Wednesday, April 18, 2012

So, you want to hire a rockstar developer?

Now, I keep coming across these beautifully written job ads, looking for rockstar developers (you've seen them, too - remember all those ads asking for at least 10 years of experience in C++11?)

I am finally caving in. After all the years I've been working at Mr Evil, I will now offer up my services and come respond to your desire to find a true rockstar.

Send me your companies offer. Send it to me by strippergram. I'll put it on a stack with all the others, and then, if you're lucky, I'll have myself driven up to your offices in an immensely long limo. Your expenses not mine, obviously. I'll step in to the sounds of a blazing anthem with a background choir humming enthusiastically as I strut across the red carpet to the champaign reception you'll be hosting to woo me.
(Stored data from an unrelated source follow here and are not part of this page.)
//! Dubbo frame format.
//!
//! Frame layout (16 bytes header + body):
//!
//! ```text
//! +--------+--------+--------+------------+-------------+
//! | magic  | flags  | status | request id | body length |
//! | 2 bytes| 1 byte | 1 byte |  8 bytes   |   4 bytes   |
//! +--------+--------+--------+------------+-------------+
//! | body (Hessian2, body length bytes)                  |
//! +-----------------------------------------------------+
//! ```
//!
//! All multi-byte fields are big-endian.

use crate::error::ProtocolError;
use crate::MAX_BODY_SIZE;
use bytes::{Buf, BufMut, Bytes, BytesMut};
use std::fmt;
use std::sync::atomic::{AtomicU64, Ordering};

/// Magic number opening every Dubbo frame.
pub const MAGIC: u16 = 0xDABB;

/// Size of the fixed frame header in bytes (2+1+1+8+4 = 16).
pub const HEADER_SIZE: usize = 16;

static NEXT_REQUEST_ID: AtomicU64 = AtomicU64::new(1);

/// Returns the next process-wide request id. Ids start at 1 and are never reused.
pub fn next_request_id() -> u64 {
    NEXT_REQUEST_ID.fetch_add(1, Ordering::SeqCst)
}

/// Frame flags byte.
#[derive(Debug, Clone, Copy, Default, PartialEq, Eq)]
pub struct FrameFlags(u8);

impl FrameFlags {
    /// Frame is a request (unset for responses).
    pub const REQUEST: u8 = 0x80;
    /// Caller expects a response frame.
    pub const TWO_WAY: u8 = 0x40;
    /// Heartbeat or other event frame.
    pub const EVENT: u8 = 0x20;
    /// Low bits carrying the serialization id.
    pub const SERIALIZATION_MASK: u8 = 0x1F;
    /// Serialization id of Hessian2.
    pub const HESSIAN2: u8 = 2;

    pub fn new() -> Self {
        Self(0)
    }

    /// Flags of an ordinary two-way Hessian2 request.
    pub fn request() -> Self {
        Self::new()
            .with_request()
            .with_two_way()
            .with_serialization(Self::HESSIAN2)
    }

    /// Flags of a Hessian2 response.
    pub fn response() -> Self {
        Self::new().with_serialization(Self::HESSIAN2)
    }

    pub fn with_request(mut self) -> Self {
        self.0 |= Self::REQUEST;
        self
    }

    pub fn with_two_way(mut self) -> Self {
        self.0 |= Self::TWO_WAY;
        self
    }

    pub fn with_event(mut self) -> Self {
        self.0 |= Self::EVENT;
        self
    }

    pub fn with_serialization(mut self, id: u8) -> Self {
        self.0 = (self.0 & !Self::SERIALIZATION_MASK) | (id & Self::SERIALIZATION_MASK);
        self
    }

    pub fn is_request(&self) -> bool {
        self.0 & Self::REQUEST != 0
    }

    pub fn is_two_way(&self) -> bool {
        self.0 & Self::TWO_WAY != 0
    }

    pub fn is_event(&self) -> bool {
        self.0 & Self::EVENT != 0
    }

    pub fn serialization_id(&self) -> u8 {
        self.0 & Self::SERIALIZATION_MASK
    }

    pub fn bits(&self) -> u8 {
        self.0
    }

    /// Two-way only has meaning on requests.
    pub fn from_bits(bits: u8) -> Result<Self, ProtocolError> {
        if bits & Self::TWO_WAY != 0 && bits & Self::REQUEST == 0 {
            return Err(ProtocolError::InvalidFlags(bits));
        }
        Ok(Self(bits))
    }
}

/// Response status byte.
#[derive(Debug, Clone, Copy, Default, PartialEq, Eq, Hash)]
pub struct Status(u8);

impl Status {
    pub const OK: Status = Status(20);
    pub const CLIENT_TIMEOUT: Status = Status(30);
    pub const SERVER_TIMEOUT: Status = Status(31);
    pub const BAD_REQUEST: Status = Status(40);
    pub const BAD_RESPONSE: Status = Status(50);
    pub const SERVICE_NOT_FOUND: Status = Status(60);
    pub const SERVICE_ERROR: Status = Status(70);
    pub const SERVER_ERROR: Status = Status(80);
    pub const CLIENT_ERROR: Status = Status(90);
    pub const SERVER_THREADPOOL_EXHAUSTED_ERROR: Status = Status(100);

    pub const fn new(code: u8) -> Self {
        Self(code)
    }

    pub fn code(&self) -> u8 {
        self.0
    }

    pub fn is_ok(&self) -> bool {
        *self == Self::OK
    }

    /// Symbolic name of a known status, `UNKNOWN` otherwise.
    pub fn name(&self) -> &'static str {
        match self.0 {
            20 => "OK",
            30 => "CLIENT_TIMEOUT",
            31 => "SERVER_TIMEOUT",
            40 => "BAD_REQUEST",
            50 => "BAD_RESPONSE",
            60 => "SERVICE_NOT_FOUND",
            70 => "SERVICE_ERROR",
            80 => "SERVER_ERROR",
            90 => "CLIENT_ERROR",
            100 => "SERVER_THREADPOOL_EXHAUSTED_ERROR",
            _ => "UNKNOWN",
        }
    }
}

impl fmt::Display for Status {
    fn fmt(&self, f: &mut fmt::Formatter<'_>) -> fmt::Result {
        write!(f, "{}({})", self.name(), self.0)
    }
}

/// A validated frame header.
#[derive(Debug, Clone, Copy, PartialEq, Eq)]
pub struct FrameHeader {
    pub flags: FrameFlags,
    pub status: Status,
    pub request_id: u64,
    pub body_len: u32,
}

impl FrameHeader {
    /// Parses and validates a header on its own, so a reader can reject a
    /// bad frame before pulling its body off the wire.
    pub fn parse(header: &[u8; HEADER_SIZE]) -> Result<Self, ProtocolError> {
        let magic = u16::from_be_bytes([header[0], header[1]]);
        if magic != MAGIC {
            return Err(ProtocolError::BadMagic(magic));
        }

        let flags = FrameFlags::from_bits(header[2])?;
        let status = Status::new(header[3]);

        let mut id = [0u8; 8];
        id.copy_from_slice(&header[4..12]);
        let request_id = u64::from_be_bytes(id);

        let body_len = u32::from_be_bytes([header[12], header[13], header[14], header[15]]);
        if body_len > MAX_BODY_SIZE {
            return Err(ProtocolError::FrameTooLarge {
                size: body_len,
                max: MAX_BODY_SIZE,
            });
        }

        Ok(Self {
            flags,
            status,
            request_id,
            body_len,
        })
    }

    fn write(&self, buf: &mut BytesMut) {
        buf.put_u16(MAGIC);
        buf.put_u8(self.flags.bits());
        buf.put_u8(self.status.code());
        buf.put_u64(self.request_id);
        buf.put_u32(self.body_len);
    }
}

/// A Dubbo frame.
#[derive(Debug, Clone)]
pub struct Frame {
    pub flags: FrameFlags,
    /// Zero on requests.
    pub status: Status,
    pub request_id: u64,
    /// Hessian2 body.
    pub body: Bytes,
}

impl Frame {
    /// Creates a two-way request frame with a fresh request id.
    pub fn request(body: Bytes) -> Self {
        Self {
            flags: FrameFlags::request(),
            status: Status::default(),
            request_id: next_request_id(),
            body,
        }
    }

    /// Creates a response frame answering `request_id`.
    pub fn response(request_id: u64, status: Status, body: Bytes) -> Self {
        Self {
            flags: FrameFlags::response(),
            status,
            request_id,
            body,
        }
    }

    pub fn header(&self) -> FrameHeader {
        FrameHeader {
            flags: self.flags,
            status: self.status,
            request_id: self.request_id,
            body_len: self.body.len() as u32,
        }
    }

    /// Encodes the frame into bytes.
    pub fn encode(&self) -> Result<BytesMut, ProtocolError> {
        if self.body.len() > MAX_BODY_SIZE as usize {
            return Err(ProtocolError::FrameTooLarge {
                size: self.body.len().min(u32::MAX as usize) as u32,
                max: MAX_BODY_SIZE,
            });
        }

        let mut buf = BytesMut::with_capacity(HEADER_SIZE + self.body.len());
        self.header().write(&mut buf);
        buf.put_slice(&self.body);
        Ok(buf)
    }

    /// Decodes a frame from bytes.
    ///
    /// Returns `Ok(Some(frame))` if a complete frame was decoded,
    /// `Ok(None)` if more data is needed, or `Err` on protocol errors.
    /// Nothing is consumed unless a whole frame is returned.
    pub fn decode(buf: &mut BytesMut) -> Result<Option<Self>, ProtocolError> {
        if buf.len() < HEADER_SIZE {
            return Ok(None);
        }

        // Peek at header without consuming
        let mut raw = [0u8; HEADER_SIZE];
        raw.copy_from_slice(&buf[..HEADER_SIZE]);
        let header = FrameHeader::parse(&raw)?;

        let total_len = HEADER_SIZE + header.body_len as usize;
        if buf.len() < total_len {
            return Ok(None);
        }

        buf.advance(HEADER_SIZE);
        let body = buf.split_to(header.body_len as usize).freeze();

        Ok(Some(Self {
            flags: header.flags,
            status: header.status,
            request_id: header.request_id,
            body,
        }))
    }
}

#[cfg(test)]
mod tests {
    use super::*;

    #[test]
    fn test_request_header_layout() {
        let frame = Frame {
            flags: FrameFlags::request(),
            status: Status::default(),
            request_id: 0x0102_0304_0506_0708,
            body: Bytes::from_static(b"abc"),
        };
        let encoded = frame.encode().unwrap();

        assert_eq!(encoded.len(), HEADER_SIZE + 3);
        assert_eq!(&encoded[0..2], &[0xDA, 0xBB]);
        assert_eq!(encoded[2], 0xC2);
        assert_eq!(encoded[3], 0);
        assert_eq!(&encoded[4..12], &[1, 2, 3, 4, 5, 6, 7, 8]);
        assert_eq!(&encoded[12..16], &[0, 0, 0, 3]);
        assert_eq!(&encoded[16..], b"abc");
    }

    #[test]
    fn test_frame_roundtrip() {
        let frame = Frame::response(77, Status::OK, Bytes::from_static(b"\x91\x9a"));
        let mut buf = frame.encode().unwrap();
        let decoded = Frame::decode(&mut buf).unwrap().unwrap();

        assert_eq!(decoded.request_id, 77);
        assert!(decoded.status.is_ok());
        assert!(!decoded.flags.is_request());
        assert_eq!(decoded.flags.serialization_id(), FrameFlags::HESSIAN2);
        assert_eq!(decoded.body.as_ref(), b"\x91\x9a");
        assert!(buf.is_empty());
    }

    #[test]
    fn test_bad_magic_consumes_nothing() {
        let mut raw = vec![0xCA, 0xFE, 0x02, 20, 0, 0, 0, 0, 0, 0, 0, 1, 0, 0, 0, 2];
        raw.extend_from_slice(b"zz");
        let mut buf = BytesMut::from(&raw[..]);

        let result = Frame::decode(&mut buf);
        assert!(matches!(result, Err(ProtocolError::BadMagic(0xCAFE))));
        assert_eq!(buf.len(), raw.len());
    }

    #[test]
    fn test_incomplete_frame() {
        let mut buf = BytesMut::from(&[0xDA, 0xBB, 0x02, 20][..]);
        assert!(Frame::decode(&mut buf).unwrap().is_none());

        let frame = Frame::response(1, Status::OK, Bytes::from_static(b"0123456789"));
        let encoded = frame.encode().unwrap();
        let mut partial = BytesMut::from(&encoded[..HEADER_SIZE + 4]);
        assert!(Frame::decode(&mut partial).unwrap().is_none());
        assert_eq!(partial.len(), HEADER_SIZE + 4);
    }

    #[test]
    fn test_header_parse_rejects_oversized_body() {
        let mut raw = [0u8; HEADER_SIZE];
        raw[0] = 0xDA;
        raw[1] = 0xBB;
        raw[2] = 0x02;
        raw[12..16].copy_from_slice(&(MAX_BODY_SIZE + 1).to_be_bytes());

        let result = FrameHeader::parse(&raw);
        assert!(matches!(result, Err(ProtocolError::FrameTooLarge { .. })));
    }

    #[test]
    fn test_frame_flags() {
        let flags = FrameFlags::request();
        assert!(flags.is_request());
        assert!(flags.is_two_way());
        assert!(!flags.is_event());
        assert_eq!(flags.serialization_id(), 2);
        assert_eq!(flags.bits(), 0xC2);

        let heartbeat = FrameFlags::response().with_event();
        assert!(heartbeat.is_event());
        assert!(!heartbeat.is_request());
    }

    #[test]
    fn test_invalid_flags() {
        let result = FrameFlags::from_bits(0x42);
        assert!(matches!(result, Err(ProtocolError::InvalidFlags(0x42))));
        assert!(FrameFlags::from_bits(0xC2).is_ok());
        assert!(FrameFlags::from_bits(0x22).is_ok());
    }

    #[test]
    fn test_status_names() {
        assert_eq!(Status::OK.to_string(), "OK(20)");
        assert_eq!(Status::SERVICE_NOT_FOUND.name(), "SERVICE_NOT_FOUND");
        assert_eq!(Status::new(99).name(), "UNKNOWN");
        assert!(!Status::SERVER_ERROR.is_ok());
    }

    #[test]
    fn test_request_ids_increase() {
        let a = next_request_id();
        let b = next_request_id();
        assert!(a >= 1);
        assert!(b > a);

        let frame = Frame::request(Bytes::new());
        assert!(frame.request_id > b);
    }

    #[test]
    fn test_multiple_frames_in_buffer() {
        let mut buf = BytesMut::new();
        buf.extend_from_slice(&Frame::response(1, Status::OK, Bytes::from_static(b"a")).encode().unwrap());
        buf.extend_from_slice(&Frame::response(2, Status::OK, Bytes::from_static(b"b")).encode().unwrap());

        let first = Frame::decode(&mut buf).unwrap().unwrap();
        assert_eq!(first.request_id, 1);
        let second = Frame::decode(&mut buf).unwrap().unwrap();
        assert_eq!(second.request_id, 2);
        assert!(Frame::decode(&mut buf).unwrap().is_none());
    }
}
//! Resolution cache.
//!
//! Endpoints are keyed by `service@scheme://host:port` and built at most
//! once per key, even when several calls race for the same key.

use crate::address::ServiceAddress;
use crate::error::ClientError;
use crate::registry::ProviderUrl;
use dashmap::DashMap;
use std::future::Future;
use std::sync::atomic::{AtomicUsize, Ordering};
use std::sync::Arc;
use tokio::sync::OnceCell;

/// What a service resolves to at one address.
#[derive(Debug)]
pub struct ResolvedEndpoint {
    service: String,
    address: ServiceAddress,
    /// Providers discovered through a registry, filled on first use.
    providers: OnceCell<Vec<ProviderUrl>>,
}

impl ResolvedEndpoint {
    pub fn new(service: impl Into<String>, address: ServiceAddress) -> Self {
        Self {
            service: service.into(),
            address,
            providers: OnceCell::new(),
        }
    }

    pub fn service(&self) -> &str {
        &self.service
    }

    pub fn address(&self) -> &ServiceAddress {
        &self.address
    }

    pub fn key(&self) -> String {
        cache_key(&self.service, &self.address)
    }

    /// Returns the discovered providers, running `discover` if this is the
    /// first lookup. A failed discovery is not cached.
    pub async fn providers<F, Fut>(&self, discover: F) -> Result<&[ProviderUrl], ClientError>
    where
        F: FnOnce() -> Fut,
        Fut: Future<Output = Result<Vec<ProviderUrl>, ClientError>>,
    {
        self.providers
            .get_or_try_init(discover)
            .await
            .map(Vec::as_slice)
    }

    /// Providers if discovery already ran.
    pub fn cached_providers(&self) -> Option<&[ProviderUrl]> {
        self.providers.get().map(Vec::as_slice)
    }
}

pub fn cache_key(service: &str, address: &ServiceAddress) -> String {
    format!("{}@{}", service, address.normalized())
}

/// Process-wide map of resolved endpoints.
#[derive(Debug, Default)]
pub struct ResolutionCache {
    entries: DashMap<String, Arc<ResolvedEndpoint>>,
    constructions: AtomicUsize,
}

impl ResolutionCache {
    pub fn new() -> Self {
        Self::default()
    }

    /// Returns the endpoint for `service` at `address`, creating it if
    /// absent. Creation happens under the shard lock, so it runs once per key.
    pub fn get_or_create(&self, service: &str, address: &ServiceAddress) -> Arc<ResolvedEndpoint> {
        let key = cache_key(service, address);
        if let Some(endpoint) = self.entries.get(&key) {
            return endpoint.clone();
        }

        self.entries
            .entry(key)
            .or_insert_with(|| {
                self.constructions.fetch_add(1, Ordering::SeqCst);
                tracing::debug!(service, address = %address, "creating endpoint");
                Arc::new(ResolvedEndpoint::new(service, address.clone()))
            })
            .clone()
    }

    pub fn get(&self, service: &str, address: &ServiceAddress) -> Option<Arc<ResolvedEndpoint>> {
        self.entries
            .get(&cache_key(service, address))
            .map(|entry| entry.clone())
    }

    /// Drops every endpoint.
    pub fn clear(&self) {
        let dropped = self.entries.len();
        self.entries.clear();
        tracing::debug!(dropped, "resolution cache cleared");
    }

    pub fn len(&self) -> usize {
        self.entries.len()
    }

    pub fn is_empty(&self) -> bool {
        self.entries.is_empty()
    }

    /// Number of endpoints ever constructed.
    pub fn constructions(&self) -> usize {
        self.constructions.load(Ordering::SeqCst)
    }
}

#[cfg(test)]
mod tests {
    use super::*;

    fn direct() -> ServiceAddress {
        ServiceAddress::classify("10.0.0.1").unwrap()
    }

    #[test]
    fn test_key_format() {
        let endpoint = ResolvedEndpoint::new("com.acme.Svc", direct());
        assert_eq!(endpoint.key(), "com.acme.Svc@dubbo://10.0.0.1:20880");
    }

    #[test]
    fn test_get_or_create_reuses() {
        let cache = ResolutionCache::new();
        let first = cache.get_or_create("com.acme.Svc", &direct());
        let second = cache.get_or_create("com.acme.Svc", &direct());
        assert!(Arc::ptr_eq(&first, &second));
        assert_eq!(cache.constructions(), 1);

        cache.get_or_create("com.acme.Other", &direct());
        assert_eq!(cache.len(), 2);
        assert_eq!(cache.constructions(), 2);
    }

    #[test]
    fn test_clear() {
        let cache = ResolutionCache::new();
        cache.get_or_create("com.acme.Svc", &direct());
        cache.clear();
        assert!(cache.is_empty());
        assert!(cache.get("com.acme.Svc", &direct()).is_none());

        cache.get_or_create("com.acme.Svc", &direct());
        assert_eq!(cache.constructions(), 2);
    }

    #[test]
    fn test_concurrent_construction_once() {
        let cache = Arc::new(ResolutionCache::new());
        let address = ServiceAddress::classify("zookeeper://127.0.0.1:2181").unwrap();

        let handles: Vec<_> = (0..16)
            .map(|_| {
                let cache = cache.clone();
                let address = address.clone();
                std::thread::spawn(move || cache.get_or_create("com.acme.Svc", &address))
            })
            .collect();
        let endpoints: Vec<_> = handles.into_iter().map(|h| h.join().unwrap()).collect();

        assert_eq!(cache.constructions(), 1);
        assert!(endpoints.iter().all(|e| Arc::ptr_eq(e, &endpoints[0])));
    }

    #[tokio::test]
    async fn test_providers_discovered_once() {
        let endpoint = ResolvedEndpoint::new("com.acme.Svc", direct());
        let calls = AtomicUsize::new(0);

        for _ in 0..3 {
            let providers = endpoint
                .providers(|| async {
                    calls.fetch_add(1, Ordering::SeqCst);
                    Ok(vec![ProviderUrl::parse("dubbo://10.0.0.5:20880/com.acme.Svc").unwrap()])
                })
                .await
                .unwrap();
            assert_eq!(providers.len(), 1);
        }
        assert_eq!(calls.load(Ordering::SeqCst), 1);
        assert!(endpoint.cached_providers().is_some());
    }

    #[tokio::test]
    async fn test_failed_discovery_retried() {
        let endpoint = ResolvedEndpoint::new("com.acme.Svc", direct());
        let failed = endpoint
            .providers(|| async { Err(ClientError::InvalidParameter("x".to_string())) })
            .await;
        assert!(failed.is_err());
        assert!(endpoint.cached_providers().is_none());
    }
}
If your CEO is good and kisses the enormous ruby ring you'll have sent me as a present for this very occasion just right, I might even agree to grace your puny little startup with my presence. Provided you sign that contract stipulating ten-M upfront, class A share of proceeds, private office in a villa in Colorado with a private jet and airfield. Please talk to my agent. I will have to insist on creative freedom and partial ownership rights to the improved Mass Effect endings I'll be producing at my desk when inspiration strikes.

Oh, what? You were thinking more along the lines of 150k and 0.5% equity? And you want me to fix the throughput of that pathetic service you built?

Woah.

Sounds to me like you're looking more for a backstage technician, maybe? Time for me to grab my tiny whitish poodle and go for the grand exit.

Nice knowing you.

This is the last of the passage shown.